The poll of over 800 verified party members found that Kemi Badenoch is on 55%, with Mr Jenrick trailing behind on 31%, and 14% members yet to make up their minds.
This means that, when compared to another poll the site conducted on September 3, Ms Badenoch and Mr Jenrick have broadly remained identical in their levels of support.
At the time Ms Badenoch had 51% support, to Mr Jenrick’s 34%.
This largely explains why, when asked, Tory members also criticised the length of the leadership election timetable.
Asked ‘which of the following statements is closest to your view’, 49% agreed that the contest “is too long and should have concluded at or before Conservative Party Conference”.

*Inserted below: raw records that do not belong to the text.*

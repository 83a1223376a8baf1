use std::{
    collections::HashMap,
    collections::hash_map::DefaultHasher,
    hash::{Hash, Hasher},
    time::Instant,
};

use serde::{Deserialize, Serialize};

/// Cursor selection; `start <= end` always holds for stored entries.
#[derive(Debug, Clone, Copy, PartialEq, Eq, Serialize, Deserialize)]
pub struct SelectionRange {
    pub start: u64,
    pub end: u64,
}

impl SelectionRange {
    pub fn is_valid(&self) -> bool {
        self.start <= self.end
    }
}

/// Live per-connection presence inside a room. `last_heartbeat` drives
/// eviction and dedup; `last_seen_ms` is the wall-clock value broadcast
/// to clients.
#[derive(Debug, Clone)]
pub struct PresenceEntry {
    pub user_id: String,
    pub name: String,
    pub avatar_color: String,
    pub cursor_position: u64,
    pub selection: SelectionRange,
    pub is_typing: bool,
    pub last_heartbeat: Instant,
    pub last_seen_ms: i64,
}

impl PresenceEntry {
    pub fn new(
        user_id: impl Into<String>,
        name: impl Into<String>,
        avatar_color: impl Into<String>,
        cursor_position: Option<u64>,
        selection: Option<SelectionRange>,
    ) -> Self {
        Self {
            user_id: user_id.into(),
            name: name.into(),
            avatar_color: avatar_color.into(),
            cursor_position: cursor_position.unwrap_or(0),
            selection: selection
                .filter(SelectionRange::is_valid)
                .unwrap_or(SelectionRange { start: 0, end: 0 }),
            is_typing: false,
            last_heartbeat: Instant::now(),
            last_seen_ms: chrono::Utc::now().timestamp_millis(),
        }
    }

    /// Refreshes the heartbeat. Called for every inbound frame from the
    /// owning connection, including transport-level pongs.
    pub fn touch(&mut self) {
        self.last_heartbeat = Instant::now();
        self.last_seen_ms = chrono::Utc::now().timestamp_millis();
    }

    /// Partial merge: fields absent from the update keep their previous
    /// value.
    pub fn merge(&mut self, update: &PresenceChange) {
        if let Some(name) = &update.name {
            self.name = name.clone();
        }
        if let Some(color) = &update.avatar_color {
            self.avatar_color = color.clone();
        }
        if let Some(position) = update.cursor_position {
            self.cursor_position = position;
        }
        if let Some(selection) = update.selection_range {
            if selection.is_valid() {
                self.selection = selection;
            }
        }
        if let Some(is_typing) = update.is_typing {
            self.is_typing = is_typing;
        }
    }
}

/// Fields a `cursor_update` frame may carry; all optional.
#[derive(Debug, Clone, Default)]
pub struct PresenceChange {
    pub name: Option<String>,
    pub avatar_color: Option<String>,
    pub cursor_position: Option<u64>,
    pub selection_range: Option<SelectionRange>,
    pub is_typing: Option<bool>,
}

/// Wire shape of one user inside a `presence_update` broadcast.
#[derive(Debug, Clone, Serialize, Deserialize)]
#[serde(rename_all = "camelCase")]
pub struct PresenceUser {
    pub user_id: String,
    pub name: String,
    pub avatar_color: String,
    pub cursor_position: u64,
    pub selection_range: SelectionRange,
    pub is_typing: bool,
    pub last_heartbeat: i64,
}

impl From<&PresenceEntry> for PresenceUser {
    fn from(entry: &PresenceEntry) -> Self {
        Self {
            user_id: entry.user_id.clone(),
            name: entry.name.clone(),
            avatar_color: entry.avatar_color.clone(),
            cursor_position: entry.cursor_position,
            selection_range: entry.selection,
            is_typing: entry.is_typing,
            last_heartbeat: entry.last_seen_ms,
        }
    }
}

/// Broadcast view: one entry per distinct user, keeping the freshest
/// heartbeat when the same user holds several connections. Computed at
/// broadcast time so a second tab leaving never erases the first tab's
/// presence. Output is sorted by user id for a stable wire order.
pub fn dedup_view<'a>(entries: impl Iterator<Item = &'a PresenceEntry>) -> Vec<PresenceUser> {
    let mut freshest: HashMap<&'a str, &'a PresenceEntry> = HashMap::new();
    for entry in entries {
        freshest
            .entry(entry.user_id.as_str())
            .and_modify(|current| {
                if entry.last_heartbeat > current.last_heartbeat {
                    *current = entry;
                }
            })
            .or_insert(entry);
    }

    let mut users: Vec<PresenceUser> = freshest.into_values().map(PresenceUser::from).collect();
    users.sort_by(|a, b| a.user_id.cmp(&b.user_id));
    users
}

const AVATAR_PALETTE: [&str; 8] = [
    "#d94f70", "#4f7bd9", "#3faa6d", "#d9a23f", "#8a5fd1", "#2fa8b8", "#c76b3a", "#5f6fd1",
];

/// Stable fallback color for users whose client did not send one.
pub fn default_avatar_color(user_id: &str) -> &'static str {
    let mut hasher = DefaultHasher::new();
    user_id.hash(&mut hasher);
    AVATAR_PALETTE[(hasher.finish() % AVATAR_PALETTE.len() as u64) as usize]
}

#[cfg(test)]
mod tests {
    use super::*;
    use std::time::Duration;

    fn entry(user_id: &str) -> PresenceEntry {
        PresenceEntry::new(user_id, user_id, "#fff", None, None)
    }

    #[test]
    fn merge_keeps_unspecified_fields() {
        let mut presence = PresenceEntry::new(
            "u1",
            "Alice",
            "#fff",
            Some(4),
            Some(SelectionRange { start: 1, end: 3 }),
        );

        presence.merge(&PresenceChange {
            cursor_position: Some(9),
            ..Default::default()
        });

        assert_eq!(presence.cursor_position, 9);
        assert_eq!(presence.name, "Alice");
        assert_eq!(presence.selection, SelectionRange { start: 1, end: 3 });
        assert!(!presence.is_typing);
    }

    #[test]
    fn merge_rejects_inverted_selection() {
        let mut presence = entry("u1");
        presence.merge(&PresenceChange {
            selection_range: Some(SelectionRange { start: 5, end: 2 }),
            ..Default::default()
        });
        assert_eq!(presence.selection, SelectionRange { start: 0, end: 0 });
    }

    #[test]
    fn dedup_keeps_one_entry_per_user() {
        let mut first_tab = entry("u1");
        first_tab.cursor_position = 1;
        let mut second_tab = entry("u1");
        second_tab.cursor_position = 2;
        second_tab.last_heartbeat = first_tab.last_heartbeat + Duration::from_millis(50);
        let other = entry("u2");

        let users = dedup_view([&first_tab, &second_tab, &other].into_iter());

        assert_eq!(users.len(), 2);
        let u1 = users.iter().find(|u| u.user_id == "u1").unwrap();
        assert_eq!(u1.cursor_position, 2, "freshest tab wins");
    }

    #[test]
    fn dedup_is_order_independent() {
        let mut stale = entry("u1");
        let mut fresh = entry("u1");
        fresh.cursor_position = 7;
        fresh.last_heartbeat = stale.last_heartbeat + Duration::from_millis(10);
        stale.cursor_position = 3;

        let forward = dedup_view([&stale, &fresh].into_iter());
        let reverse = dedup_view([&fresh, &stale].into_iter());
        assert_eq!(forward[0].cursor_position, 7);
        assert_eq!(reverse[0].cursor_position, 7);
    }

    #[test]
    fn fallback_color_is_stable() {
        assert_eq!(default_avatar_color("u1"), default_avatar_color("u1"));
        assert!(default_avatar_color("u1").starts_with('#'));
    }
}
use std::fmt;

use jsonwebtoken::{Algorithm, DecodingKey, EncodingKey, Header, Validation, decode, encode};
use serde::{Deserialize, Serialize};

/// Claims carried by a session token after verification.
#[derive(Debug, Clone, PartialEq, Eq)]
pub struct SessionClaims {
    pub user_id: String,
    pub email: String,
}

#[derive(Debug, Clone, Copy, PartialEq, Eq)]
pub enum TokenError {
    /// Bad signature, malformed token, or expired.
    Invalid,
    /// Signature checked out but `userId` or `email` is missing.
    MissingClaims,
}

impl fmt::Display for TokenError {
    fn fmt(&self, f: &mut fmt::Formatter<'_>) -> fmt::Result {
        match self {
            TokenError::Invalid => f.write_str("invalid or expired session token"),
            TokenError::MissingClaims => f.write_str("session token missing required claims"),
        }
    }
}

impl std::error::Error for TokenError {}

#[derive(Debug, Serialize, Deserialize)]
struct RawClaims {
    #[serde(rename = "userId", skip_serializing_if = "Option::is_none")]
    user_id: Option<String>,
    #[serde(skip_serializing_if = "Option::is_none")]
    email: Option<String>,
    iat: i64,
    exp: i64,
}

/// Verifies HMAC-SHA256 session tokens minted by the authoring surface.
/// Does not touch the database.
pub struct TokenVerifier {
    decoding: DecodingKey,
    validation: Validation,
}

impl TokenVerifier {
    pub fn new(secret: &str) -> Self {
        let mut validation = Validation::new(Algorithm::HS256);
        // The issuing side has no leeway; mirror that so "expired" means
        // expired.
        validation.leeway = 0;

        Self {
            decoding: DecodingKey::from_secret(secret.as_bytes()),
            validation,
        }
    }

    pub fn verify(&self, token: &str) -> Result<SessionClaims, TokenError> {
        let data = decode::<RawClaims>(token, &self.decoding, &self.validation)
            .map_err(|_| TokenError::Invalid)?;

        let user_id = data
            .claims
            .user_id
            .filter(|id| !id.is_empty())
            .ok_or(TokenError::MissingClaims)?;
        let email = data
            .claims
            .email
            .filter(|email| !email.is_empty())
            .ok_or(TokenError::MissingClaims)?;

        Ok(SessionClaims { user_id, email })
    }
}

/// Signs a session token. The relay never calls this in production (tokens
/// are pre-issued by the authoring surface, which shares this crate); it
/// backs the test suites.
pub fn sign_session(
    secret: &str,
    user_id: Option<&str>,
    email: Option<&str>,
    ttl_seconds: i64,
) -> String {
    let now = chrono::Utc::now().timestamp();
    let claims = RawClaims {
        user_id: user_id.map(str::to_owned),
        email: email.map(str::to_owned),
        iat: now,
        exp: now + ttl_seconds,
    };

    encode(
        &Header::new(Algorithm::HS256),
        &claims,
        &EncodingKey::from_secret(secret.as_bytes()),
    )
    .expect("HS256 signing cannot fail")
}
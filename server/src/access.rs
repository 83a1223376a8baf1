use chrono::Utc;
use quillpad_core::{RelayStore, ids::is_valid_document_id, store::Permission};
use tracing::warn;

use crate::error::RelayError;

/// Structured join denial. Store failures deliberately collapse into
/// `NotFound` so internal state never leaks to clients.
#[derive(Debug, Clone, Copy, PartialEq, Eq)]
pub enum AccessDenied {
    InvalidId,
    NotFound,
    NoAccess,
}

impl From<AccessDenied> for RelayError {
    fn from(denied: AccessDenied) -> Self {
        match denied {
            AccessDenied::InvalidId | AccessDenied::NotFound => RelayError::DocumentNotFound,
            AccessDenied::NoAccess => RelayError::AccessDenied,
        }
    }
}

/// Resolves the caller's role on a document. Checks are ordered: owner,
/// then the explicit user share, then an unexpired share link; the first
/// grant wins. An unknown share token falls through to `NoAccess`, never
/// `NotFound`. Read-only and idempotent.
pub async fn resolve_access(
    store: &dyn RelayStore,
    document_id: &str,
    user_id: &str,
    share_token: Option<&str>,
) -> Result<Permission, AccessDenied> {
    if !is_valid_document_id(document_id) {
        return Err(AccessDenied::InvalidId);
    }

    let document = match store.find_document_by_id(document_id).await {
        Ok(Some(document)) => document,
        Ok(None) => return Err(AccessDenied::NotFound),
        Err(err) => {
            warn!(document_id, error = %err, "document lookup failed during access resolution");
            return Err(AccessDenied::NotFound);
        }
    };

    if document.owner_id == user_id {
        return Ok(Permission::Owner);
    }

    match store
        .find_share_by_document_and_user(document_id, user_id)
        .await
    {
        Ok(Some(share)) => return Ok(share.permission),
        Ok(None) => {}
        Err(err) => {
            warn!(document_id, error = %err, "share lookup failed during access resolution");
            return Err(AccessDenied::NotFound);
        }
    }

    if let Some(token) = share_token {
        match store
            .find_valid_share_link(document_id, token, Utc::now())
            .await
        {
            Ok(Some(link)) => return Ok(link.permission),
            Ok(None) => {}
            Err(err) => {
                warn!(document_id, error = %err, "share link lookup failed during access resolution");
                return Err(AccessDenied::NotFound);
            }
        }
    }

    Err(AccessDenied::NoAccess)
}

While 45% of members said they supported the lengthy timetable, this is significantly down from July when the concluding date was first announced.
At the start of the contest, members were largely supportive of the contest ‘going long’, while just one in three members opposed it as dragging on too late into the year.
Just 2% of Tory members believe the election should have gone on even longer until December or the new year.
Yesterday afternoon a journalist claimed that the Badenoch campaign were “slightly concerned at a possible narrowing in the race”, which may have been revealed by this morning’s Conservative Home poll.
They were quickly mocked by members of staff at ConservativeHome, who at the time were yet to see the results of the poll themselves.
Writing this morning, the site’s Henry Hill said: “Perhaps, as some very excitable people suggested on Twitter (‘X’), ConHome towers had been hacked. Or maybe it was just expectation management. Either way, nobody had seen the numbers.”
“The actual result? Well, and entirely in keeping with the theme of this leadership contest (be very long but have nothing change), we’re roughly where we started.”
“Absent the noise created by the other candidates, the picture is essentially one of stasis: with the fleeting exception of the ‘Jenrick spring’ ahead of conference, when he cut Badenoch’s lead to just 13 points, she has been more or less 20 points ahead throughout. The seven-point increase isn’t nothing, but it’s nothing especially dramatic.”